Danmarks Breve

BREV TIL: Caspar Herman Gottlob Moltke FRA: Peter Forsskål (1763-01-21)

34. Forsskål til Moltke21. Januar 1763.

Hochgebohrner Herr Graf,
Hochgebietender Herr Geheimde Rath
Ritter und Ober Hof Marschall.

Zu Ew. Excellences Beurtheilung habe ich meine unterthänige Gedancken von der Eisen Handlung nach Mocha, eingeschickt, durch ein Schreiben von der Stadt Tor am rothen Meere d. 12. Oct. 1762. Nachhero sind wir d. 29 desselben Monaths auf der Rheede von Gidda angekommen und von der Stadt Gidda mit dem ersten Schiffe nach Yemen oder das glückliche Arabien d. 14. Dec. abgegangen, und endlich haben wir das Land, das das Ziel unserer Reise ist, d. 29. Dec. erreicht.
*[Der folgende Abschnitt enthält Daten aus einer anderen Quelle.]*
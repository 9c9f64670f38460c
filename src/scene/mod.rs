//! Scene data for a loaded character.
//!
//! - [`Model`]: node tree of one loaded asset
//! - [`Node`]: name, transform, rest pose and optional morph targets
//! - [`Transform`]: local position, rotation and scale
//! - [`MorphTargets`]: named blend-shape influences
//! - [`StageConfig`]: camera, lights, ground and fog setup for the host renderer

pub mod model;
pub mod morph;
pub mod node;
pub mod stage;
pub mod transform;

pub use model::Model;
pub use morph::MorphTargets;
pub use node::Node;
pub use stage::{CameraSetup, StageConfig};
pub use transform::Transform;

use slotmap::new_key_type;

new_key_type! {
    pub struct NodeHandle;
}
use crate::scene::NodeHandle;

/// Defines the node property a track writes to.
#[derive(Debug, Clone, Copy, PartialEq, Eq, Hash)]
pub enum TrackTarget {
    Translation, // Maps to transform.position
    Rotation,    // Maps to transform.rotation
    Scale,       // Maps to transform.scale
    /// Maps to one morph target influence of the node's mesh.
    MorphInfluence(usize),
}

/// Binding relationship: maps track `track_index` of a clip to the target
/// property of `node` in a model.
#[derive(Debug, Clone, Copy)]
pub struct PropertyBinding {
    pub track_index: usize,
    pub node: NodeHandle,
    pub target: TrackTarget,
}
Wir sind vom Schiffe abgegangen bey der Stadt Lahája, die die nördlichste ist in gantz Yemen unter der Breite von 15 grad. 42. min. nördlich. Die Europäer sind hier sehr wohl gelitten, das Land ist sicher, und die Einwohner gesittet. Der Gouverneur hier in Lahája hat uns viele Höflichkeit erwiesen, und uns so gar Geld angebothen falls wir es nöthig hätten. Nur das kommt den Leuten überaus fremd vor, dass wir hier ohne Gewinn zu suchen und ohne Kaufmanschaft zu treiben, reisen, welches ihnen hier zu Lande gantz was unerhörtes ist. Wir bleiben immer dabey, dass wir nur nach Tranquebar unseres Königs Land in Ostindien reisen, und nur dahin über Arabien passiren wollen, und dass wir uns mitlerweile, da wir auf Europäische Schiffe warten, nur mit Aufsuchung der Naturalien zum Nutzen der Artzneywissenschaft beschäftigen.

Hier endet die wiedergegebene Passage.